Quali sono i sintomi della malinconia?
La caratteristica principale della persona malinconica è l’incapacità di provare affetti. Non c’è gioia, né interesse, tanto meno la tipica emotività associata alla tristezza che può essere tradotta in lacrime o espressione di malessere. La malinconia è immobilità, vuoto e un perenne desiderio di qualcosa che il soggetto non è capace di definire.
Si evidenziano anche ritardo psicomotorio, difficoltà di pensiero, perenne spossamento fisico e mentale. Un’altra caratteristica frequente è l’incapacità di spiegare il proprio stato emotivo, di entrare in connessione con la propria realtà interiore e poter comunicare a parole cosa sta accadendo, cosa si prova.
Infine, un fattore che è solito differenziare la depressione malinconica da altre forme depressive è l’incapacità di pensare. In altri disturbi depressivi il soggetto sperimenta un gran numero di pensieri nervosi, ossessivi e logoranti, tra i quali non mancano le idee suicide. Nella malinconia questo non avviene.

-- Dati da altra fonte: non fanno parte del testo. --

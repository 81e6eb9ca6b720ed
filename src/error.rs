use thiserror::Error;

/// Possible errors from the DHT22 driver.
///
/// `E` is the error type of the GPIO pin.
#[cfg_attr(feature = "defmt", derive(defmt::Format))]
#[derive(Debug, Error, PartialEq, Eq)]
pub enum DhtError<E> {
    /// A pin id, name or sensor id was rejected.
    #[error("invalid input")]
    InvalidInput,
    /// No room left to hold another sensor handle.
    #[error("no free sensor slot")]
    AllocationFailed,
    /// The pull-up could not be enabled on the data pin.
    #[error("failed to set pin mode: {0:?}")]
    PinMode(E),
    /// The data pin could not be switched between input and output.
    #[error("failed to set pin direction: {0:?}")]
    PinDirection(E),
    /// Error from the GPIO pin while driving or sampling the line.
    #[error("failed to drive or sample pin level: {0:?}")]
    PinLevel(E),
    /// A read was attempted before the minimum interval elapsed.
    #[error("read attempted before the minimum interval elapsed")]
    TooFrequent,
    /// The sensor kept the line low past its timing window.
    #[error("sensor did not switch to high")]
    SensorDidNotSwitchToHigh,
    /// The sensor kept the line high past its timing window.
    #[error("sensor did not switch to low")]
    SensorDidNotSwitchToLow,
    /// Checksum did not match the received data.
    #[error("invalid checksum")]
    InvalidChecksum,
}

/// Broad classification of a [`DhtError`].
#[cfg_attr(feature = "defmt", derive(defmt::Format))]
#[derive(Clone, Copy, Debug, Error, PartialEq, Eq)]
pub enum ErrorKind {
    #[error("input validation")]
    InputValidation,
    #[error("resource allocation")]
    ResourceAllocation,
    #[error("hardware configuration")]
    HardwareConfig,
    #[error("protocol timing")]
    ProtocolTiming,
    #[error("rate limit")]
    RateLimit,
    #[error("data integrity")]
    DataIntegrity,
}

impl<E> DhtError<E> {
    pub fn kind(&self) -> ErrorKind {
        match self {
            Self::InvalidInput => ErrorKind::InputValidation,
            Self::AllocationFailed => ErrorKind::ResourceAllocation,
            Self::PinMode(_) | Self::PinDirection(_) | Self::PinLevel(_) => {
                ErrorKind::HardwareConfig
            }
            Self::TooFrequent => ErrorKind::RateLimit,
            Self::SensorDidNotSwitchToHigh | Self::SensorDidNotSwitchToLow => {
                ErrorKind::ProtocolTiming
            }
            Self::InvalidChecksum => ErrorKind::DataIntegrity,
        }
    }

    /// Whether the error only spoils the current read attempt.
    ///
    /// Transient errors leave the handle usable; the next scheduled read proceeds
    /// normally.
    pub fn is_transient(&self) -> bool {
        matches!(
            self.kind(),
            ErrorKind::ProtocolTiming | ErrorKind::RateLimit | ErrorKind::DataIntegrity
        )
    }
}

impl<E> From<E> for DhtError<E> {
    fn from(value: E) -> Self {
        Self::PinLevel(value)
    }
}

#[cfg(test)]
mod tests {
    use super::*;

    #[test]
    fn test_kinds() {
        assert_eq!(DhtError::<()>::InvalidInput.kind(), ErrorKind::InputValidation);
        assert_eq!(
            DhtError::<()>::AllocationFailed.kind(),
            ErrorKind::ResourceAllocation
        );
        assert_eq!(DhtError::PinMode(()).kind(), ErrorKind::HardwareConfig);
        assert_eq!(DhtError::<()>::TooFrequent.kind(), ErrorKind::RateLimit);
        assert_eq!(
            DhtError::<()>::SensorDidNotSwitchToLow.kind(),
            ErrorKind::ProtocolTiming
        );
        assert_eq!(
            DhtError::<()>::InvalidChecksum.kind(),
            ErrorKind::DataIntegrity
        );
    }

    #[test]
    fn test_transient() {
        assert!(DhtError::<()>::InvalidChecksum.is_transient());
        assert!(DhtError::<()>::SensorDidNotSwitchToHigh.is_transient());
        assert!(DhtError::<()>::TooFrequent.is_transient());
        assert!(!DhtError::<()>::InvalidInput.is_transient());
        assert!(!DhtError::PinDirection(()).is_transient());
    }

    #[test]
    fn test_from_pin_error() {
        let err: DhtError<u8> = 7.into();
        assert_eq!(err, DhtError::PinLevel(7));
    }
}
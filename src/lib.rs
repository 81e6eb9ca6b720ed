//! DHT22 Sensor Driver and Read Pipeline for Embedded Rust
//!
//! This crate reads the DHT22 (AM2302) temperature and humidity sensor over its
//! single-wire, pulse-width encoded protocol, built on top of the [`embedded-hal`]
//! traits.
//!
//! # Layers
//! - [`protocol`]: the timing engine. Sends the start signal, waits out the sensor's
//!   acknowledge and measures the high pulse of all 40 bits into a [`RawFrame`].
//! - [`frame`]: resolves the pulse counters against a threshold, checks the checksum
//!   and converts to fixed-point [`Measurement`]s. No floating point.
//! - [`rate`]: enforces the sensor's minimum interval between reads.
//! - [`Dht22`]: the sensor handle tying the above together.
//! - [`registry`]: fixed-capacity, generation-checked storage for several handles.
//! - `pipeline` (feature `std`): producer and consumer threads joined by a bounded
//!   queue.
//!
//! # Features
//! - `std` (default): the read pipeline; implies `log`.
//! - `log`: log through the [`log`] facade.
//! - `defmt`: log through `defmt` and implement `defmt::Format` for public types.
//! - `sim`: a simulated sensor on a virtual clock, for running the protocol engine
//!   without hardware.
//!
//! Without `std` the crate is `no_std`.
//!
//! [`embedded-hal`]: https://docs.rs/embedded-hal
//! [`log`]: https://docs.rs/log

#![cfg_attr(not(any(test, feature = "std")), no_std)]

mod logging;

pub mod config;
pub mod dht22;
pub mod error;
pub mod frame;
#[cfg(feature = "std")]
pub mod pipeline;
pub mod protocol;
pub mod rate;
pub mod registry;
#[cfg(any(test, feature = "sim"))]
pub mod sim;

pub use config::{Config, Throttle};
pub use dht22::{Dht22, ReadStats};
pub use error::{DhtError, ErrorKind};
pub use frame::{Measurement, RawFrame};
pub use protocol::DataLine;
pub use rate::RateLimiter;
pub use registry::{SensorId, SensorRegistry};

Secondo le parole dello psicologo Giovanni Stanghellini, “se la depressione maggiore è un naufragio con spettatore, la malinconia assomiglia a un naufragio senza spettatore”. In altre parole, mentre la persona depressa di solito cerca un senso alla sua depressione, la persona malinconica è confinata in se stessa e non vede né prova nulla.
Approccio terapeutico per trattare la malinconia
Il trattamento che riceverà la persona malinconica dipenderà dalla diagnosi ricevuta. Come sappiamo, non esiste un solo tipo di depressione, dunque quando la malinconia appare come categoria descrittiva, possono verificarsi diverse cose. La prima è che ci troviamo in presenza di un soggetto con depressione maggiore, depressione malinconia bipolare, sindrome di Cotard o una malinconia delirante o non delirante.
Dipenderà tutto dalla valutazione dei professionisti e dal caso particolare del singolo paziente. Nella maggior parte dei casi, e poiché molte volte la radice di questa condizione clinica è biologica, la persona risponde molto bene al trattamento farmacologico. Allo stesso modo, la terapia cognitivo-comportamentale si presenta a sua volta come una strategia dai buoni risultati.
Infine, nei casi più gravi come le depressioni profonde saranno necessari altri trattamenti psichiatrici e un monitoraggio più vicino e costante. In ogni caso, si tratta di una condizione psicologia che colpisce circa il 2% della popolazione e che in generale risponde molto bene agli approcci terapeutici di cui disponiamo al giorno d’oggi.